Potential buyers of the 67 St Bernard’s project in Edinburgh will now be able to experience the stunning views of the city's skyline without even setting foot inside the building. Kelvin Properties, the developer behind the project, has utilized video game technology to create “hyper-realistic” virtual tours of the properties using the Unreal Engine software.
This marks one of the first instances in which this cutting-edge technology has been employed by a property developer in Scotland. The virtual tours give prospective buyers an immersive experience, allowing them to explore the apartments as if they were physically present, showcasing the intricate details and high-quality finishes of the properties.
Since the launch of sales on September 8, Savills, the estate agent handling the project, has already received over 600 inquiries, making it one of the most highly anticipated developments in Edinburgh. The project boasts stunning panoramic views of the Edinburgh skyline, including iconic landmarks such as Calton Hill, Arthurs Seat, and Edinburgh Castle.
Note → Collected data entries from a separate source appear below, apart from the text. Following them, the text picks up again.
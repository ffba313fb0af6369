use std::sync::Arc;
use std::time::{Duration, Instant};

use bitcoin::{Amount, ScriptBuf};

use crate::chain::MemoryChain;
use crate::error::SyncError;
use crate::types::SyncReport;
use crate::wallet::SharedWallet;

/// Coinbase value used when the demo miner pays the wallet.
pub const DEMO_SUBSIDY: Amount = Amount::from_sat(50_000);

/// Mines a block on an in-memory chain before each sync pass.
struct DemoMiner {
    chain: Arc<MemoryChain>,
    payout: ScriptBuf,
}

/// Keeps a shared wallet in sync on a fixed interval.
pub struct SyncLoop {
    wallet: SharedWallet,
    interval: Duration,
    miner: Option<DemoMiner>,

    /// Timeline
    t0: Instant,
}

impl SyncLoop {
    pub fn new(wallet: SharedWallet, interval: Duration) -> Self {
        Self {
            wallet,
            interval,
            miner: None,
            t0: Instant::now(),
        }
    }

    /// Mines one block paying `payout` ahead of every pass.
    pub fn with_miner(mut self, chain: Arc<MemoryChain>, payout: ScriptBuf) -> Self {
        self.miner = Some(DemoMiner { chain, payout });
        self
    }

    fn t(&self) -> u128 {
        self.t0.elapsed().as_millis()
    }

    /// Runs a single pass. The wallet lock is held only for the sync itself.
    pub fn tick(&self) -> Result<SyncReport, SyncError> {
        if let Some(miner) = &self.miner {
            if let Err(err) = miner.chain.mine_to(&miner.payout, DEMO_SUBSIDY) {
                log::warn!("[SYNC] demo miner failed: {}", err);
            }
        }

        let mut wallet = self
            .wallet
            .lock()
            .map_err(|_| SyncError::Poisoned)?;
        wallet.sync()
    }

    pub fn run_forever(self) -> ! {
        log::info!("[SYNC] starting sync loop every {:?}", self.interval);
        loop {
            std::thread::sleep(self.interval);
            match self.tick() {
                Ok(report) => log::trace!("[SYNC] {:>8}ms: {:?}", self.t(), report),
                Err(err) => log::error!("[SYNC] {:>8}ms: sync failed: {}", self.t(), err),
            }
        }
    }
}

#[cfg(test)]
mod tests {
    use super::*;
    use crate::chain::ChainManager;
    use crate::wallet::SingleAddressWallet;
    use bitcoin::secp256k1::SecretKey;
    use bitcoin::{NetworkKind, PrivateKey};
    use std::sync::Mutex;

    fn shared_wallet(chain: &Arc<MemoryChain>) -> SharedWallet {
        let key = PrivateKey::new(SecretKey::from_slice(&[0x07; 32]).unwrap(), NetworkKind::Test);
        let dyn_chain: Arc<dyn ChainManager> = chain.clone();
        Arc::new(Mutex::new(SingleAddressWallet::new(dyn_chain, key).unwrap()))
    }

    #[test]
    fn tick_syncs_shared_wallet() {
        let chain = Arc::new(MemoryChain::default());
        let wallet = shared_wallet(&chain);
        let sync = SyncLoop::new(wallet.clone(), Duration::from_secs(1));

        let tip = chain.mine_empty(3).unwrap();
        let report = sync.tick().unwrap();

        assert_eq!(report.applied, 3);
        assert_eq!(wallet.lock().unwrap().tip().unwrap(), Some(tip));
    }

    #[test]
    fn miner_pays_wallet_each_tick() {
        let chain = Arc::new(MemoryChain::default());
        let wallet = shared_wallet(&chain);
        let payout = wallet.lock().unwrap().script_pubkey();
        let sync = SyncLoop::new(wallet.clone(), Duration::from_secs(1))
            .with_miner(chain.clone(), payout);

        sync.tick().unwrap();
        sync.tick().unwrap();

        assert_eq!(chain.height().unwrap(), 2);
        assert_eq!(
            wallet.lock().unwrap().balance().total(),
            DEMO_SUBSIDY * 2
        );
    }
}
//! Single-address wallet kept in sync with a chain manager.
//!
//! The wallet engine (`bdk_wallet`) owns balance and UTXO accounting. This
//! module only wires it to a [`ChainManager`] and a [`WalletStore`]:
//! read the store's tip, ask the chain for everything since, and apply the
//! batch inside one store transaction.

pub mod store;
mod update;


pub use store::{EphemeralWalletStore, UpdateTx, WalletStore};
pub use update::apply_chain_updates;

use std::sync::{Arc, Mutex};

use bdk_wallet::{Balance, KeychainKind, LocalOutput, Wallet};
use bitcoin::{Address, Network, PrivateKey, ScriptBuf};

use crate::chain::ChainManager;
use crate::error::{StoreError, SyncError, WalletError};
use crate::types::{ChainIndex, SyncReport};

/// Wallet over a type-erased chain manager, as shared by the binary.
pub type DynWallet = SingleAddressWallet<dyn ChainManager>;
pub type SharedWallet = Arc<Mutex<DynWallet>>;

pub struct SingleAddressWallet<C: ?Sized, S = EphemeralWalletStore> {
    wallet: Wallet,
    /// Private descriptor, needed to restore signers on reload.
    descriptor: String,
    store: S,
    chain: Arc<C>,
}

impl<C: ChainManager + ?Sized> SingleAddressWallet<C> {
    /// Creates a wallet for `key` backed by a fresh ephemeral store and runs
    /// one sync pass before returning.
    ///
    /// If that first sync fails, the error is returned and the wallet is
    /// dropped. Callers never get a wallet that has not synced once.
    pub fn new(chain: Arc<C>, key: PrivateKey) -> Result<Self, WalletError> {
        Self::with_store(chain, key, EphemeralWalletStore::new())
    }
}

impl<C, S> SingleAddressWallet<C, S>
where
    C: ChainManager + ?Sized,
    S: WalletStore,
{
    pub fn with_store(chain: Arc<C>, key: PrivateKey, store: S) -> Result<Self, WalletError> {
        let descriptor = format!("wpkh({})", key.to_wif());
        let genesis = chain.genesis()?;

        let mut wallet = Wallet::create_single(descriptor.clone())
            .network(chain.network())
            .genesis_hash(genesis.id)
            .create_wallet_no_persist()
            .map_err(|e| WalletError::Create(e.to_string()))?;

        if let Some(changeset) = wallet.take_staged() {
            store.init(changeset)?;
        }

        log::info!(
            "[WALLET] Created single address wallet {} on {}",
            wallet.peek_address(KeychainKind::External, 0).address,
            chain.network()
        );

        let mut w = Self {
            wallet,
            descriptor,
            store,
            chain,
        };
        w.sync()?;
        Ok(w)
    }

    /// Brings the wallet up to the chain manager's best chain.
    ///
    /// A tip read failure returns before anything is touched. A failed apply
    /// leaves the store unchanged and reloads the wallet from it. A committed
    /// batch with reverts also reloads, so orphaned checkpoints leave the
    /// wallet together with the store.
    pub fn sync(&mut self) -> Result<SyncReport, SyncError> {
        let index = self.store.tip()?;
        let (reverted, applied) = self.chain.updates_since(index, usize::MAX)?;

        let wallet = &mut self.wallet;
        let result = self
            .store
            .update_chain_state(|tx| apply_chain_updates(wallet, tx, &reverted, &applied));

        match result {
            Ok(report) => {
                if report.reverted > 0 {
                    self.reload()?;
                }
                if report.reverted > 0 || report.applied > 0 {
                    log::info!(
                        "[SYNC] {} reverted, {} applied, tip {:?}",
                        report.reverted,
                        report.applied,
                        report.tip
                    );
                }
                Ok(report)
            }
            Err(err) => {
                log::warn!("[SYNC] update failed, reloading wallet: {}", err);
                self.reload()?;
                Err(err)
            }
        }
    }

    /// Rebuilds the in-memory wallet from the store's committed state.
    fn reload(&mut self) -> Result<(), SyncError> {
        let changeset = self.store.changeset()?;
        let wallet = Wallet::load()
            .descriptor(KeychainKind::External, Some(self.descriptor.clone()))
            .extract_keys()
            .load_wallet_no_persist(changeset)
            .map_err(|e| SyncError::Reload(e.to_string()))?
            .ok_or_else(|| SyncError::Reload("store holds no wallet".to_string()))?;
        self.wallet = wallet;
        Ok(())
    }

    pub fn address(&self) -> Address {
        self.wallet.peek_address(KeychainKind::External, 0).address
    }

    pub fn script_pubkey(&self) -> ScriptBuf {
        self.address().script_pubkey()
    }

    pub fn balance(&self) -> Balance {
        self.wallet.balance()
    }

    pub fn unspent(&self) -> Vec<LocalOutput> {
        self.wallet.list_unspent().collect()
    }

    /// Last index the store has recorded as applied.
    pub fn tip(&self) -> Result<Option<ChainIndex>, StoreError> {
        self.store.tip()
    }

    /// Highest block the wallet engine has connected.
    pub fn checkpoint(&self) -> ChainIndex {
        self.wallet.latest_checkpoint().block_id().into()
    }

    pub fn network(&self) -> Network {
        self.wallet.network()
    }

    pub fn chain(&self) -> &Arc<C> {
        &self.chain
    }

    pub fn inner(&self) -> &Wallet {
        &self.wallet
    }
}
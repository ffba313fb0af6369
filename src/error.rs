use thiserror::Error;

use crate::types::ChainIndex;

/// Errors returned by a chain manager.
#[derive(Debug, Error)]
pub enum ChainError {
    #[error("index {0} is not known to the chain manager")]
    UnknownIndex(ChainIndex),

    #[error("chain state lock poisoned")]
    Poisoned,

    #[error("no block at height {0}")]
    MissingHeight(u32),

    #[error("rpc error: {0}")]
    Rpc(#[from] bitcoincore_rpc::Error),
}

/// Errors returned by a wallet store.
#[derive(Debug, Error)]
pub enum StoreError {
    #[error("wallet store lock poisoned")]
    Poisoned,

    #[error("wallet store unavailable: {0}")]
    Unavailable(String),
}

/// Errors surfaced by a sync pass. Every variant carries the collaborator's
/// error unchanged.
#[derive(Debug, Error)]
pub enum SyncError {
    #[error(transparent)]
    Store(#[from] StoreError),

    #[error(transparent)]
    Chain(#[from] ChainError),

    #[error(transparent)]
    Apply(#[from] bdk_wallet::chain::local_chain::CannotConnectError),

    #[error("failed to reload wallet from store: {0}")]
    Reload(String),

    #[error("wallet lock poisoned")]
    Poisoned,
}

/// Errors returned while constructing a wallet.
#[derive(Debug, Error)]
pub enum WalletError {
    #[error("failed to create wallet: {0}")]
    Create(String),

    #[error("failed to create wallet: {0}")]
    Store(#[from] StoreError),

    #[error("failed to create wallet: {0}")]
    Chain(#[from] ChainError),

    #[error("initial sync failed: {0}")]
    Sync(#[from] SyncError),
}

/// Errors raised while building the static asset router.
#[derive(Debug, Error, PartialEq, Eq)]
pub enum RouterError {
    #[error("malformed route segment {segment:?} in {path}")]
    MalformedSegment { path: String, segment: String },

    #[error("conflicting dynamic segments [{existing}] and [{new}] in {path}")]
    ConflictingSlug {
        path: String,
        existing: String,
        new: String,
    },

    #[error("catch-all segment must be last in {0}")]
    CatchAllNotLast(String),

    #[error("duplicate route for {0}")]
    DuplicateRoute(String),
}
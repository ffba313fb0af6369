use std::net::SocketAddr;
use std::time::Duration;

use anyhow::{Context, Result};
use bitcoin::secp256k1::{rand, SecretKey};
use bitcoin::{Network, PrivateKey};
use clap::{Parser, ValueEnum};

#[derive(ValueEnum, Clone, Copy, Debug, PartialEq, Eq)]
pub enum ChainSource {
    /// In-memory regtest chain, blocks are mined locally.
    Memory,
    /// Bitcoin Core node over JSON-RPC.
    Rpc,
}

#[derive(Parser, Debug)]
#[command(author, version, about = "Single-address wallet daemon with an embedded web UI")]
pub struct Args {
    #[arg(long, default_value = "regtest")]
    pub network: Network,

    /// WIF private key. A random key is generated when omitted.
    #[arg(long)]
    pub private_key: Option<String>,

    #[arg(long, value_enum, default_value_t = ChainSource::Memory)]
    pub chain: ChainSource,

    #[arg(long, default_value = "http://127.0.0.1:18443")]
    pub rpc_url: String,

    #[arg(long, default_value = "")]
    pub rpc_user: String,

    #[arg(long, default_value = "")]
    pub rpc_pass: String,

    #[arg(long, default_value = "127.0.0.1:9980")]
    pub http_addr: SocketAddr,

    #[arg(long, default_value_t = 10)]
    pub sync_interval_secs: u64,

    /// Blocks to pre-mine to the wallet (memory chain only).
    #[arg(long, default_value_t = 0)]
    pub mine_blocks: usize,

    /// Mine a block paying the wallet before every sync (memory chain only).
    #[arg(long)]
    pub demo_miner: bool,
}

impl Args {
    pub fn private_key(&self) -> Result<PrivateKey> {
        match &self.private_key {
            Some(wif) => {
                let key = PrivateKey::from_wif(wif).context("invalid --private-key")?;
                Ok(key)
            }
            None => {
                let secret = SecretKey::new(&mut rand::thread_rng());
                log::warn!("[MAIN] No --private-key given, using an ephemeral key");
                Ok(PrivateKey::new(secret, self.network))
            }
        }
    }

    pub fn sync_interval(&self) -> Duration {
        Duration::from_secs(self.sync_interval_secs.max(1))
    }
}

#[cfg(test)]
mod tests {
    use super::*;

    #[test]
    fn defaults_use_memory_chain_on_regtest() {
        let args = Args::parse_from(["walletd"]);
        assert_eq!(args.network, Network::Regtest);
        assert_eq!(args.chain, ChainSource::Memory);
        assert_eq!(args.sync_interval(), Duration::from_secs(10));
        assert!(args.private_key().is_ok());
    }

    #[test]
    fn wif_key_round_trips() {
        let key = PrivateKey::new(SecretKey::from_slice(&[3u8; 32]).unwrap(), Network::Regtest);
        let wif = key.to_wif();
        let args = Args::parse_from(["walletd", "--private-key", wif.as_str(), "--chain", "rpc"]);
        assert_eq!(args.private_key().unwrap(), key);
        assert_eq!(args.chain, ChainSource::Rpc);
    }

    #[test]
    fn zero_interval_is_clamped() {
        let args = Args::parse_from(["walletd", "--sync-interval-secs", "0"]);
        assert_eq!(args.sync_interval(), Duration::from_secs(1));
    }

    #[test]
    fn bad_key_is_rejected() {
        let args = Args::parse_from(["walletd", "--private-key", "not-a-key"]);
        assert!(args.private_key().is_err());
    }
}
The apartments in the 67 St Bernard’s development are expected to be completed by next summer and went on sale on Friday. This innovative use of video game technology not only provides potential buyers with a realistic representation of the properties but also highlights the developer's commitment to utilizing cutting-edge tools to enhance the customer experience.
Overall, this utilization of video game technology demonstrates the evolution of the real estate industry in embracing innovative solutions to showcase properties and attract buyers. With the success of this project, it is likely that we will see more developers adopting similar technologies in the future to provide potential buyers with immersive and interactive experiences.
– Unreal Engine: A widely-used game engine developed by Epic Games, known for its realistic graphics and physics simulation capabilities.
– CGI: Short for Computer-Generated Imagery, it refers to the use of computer graphics to create or enhance visual content.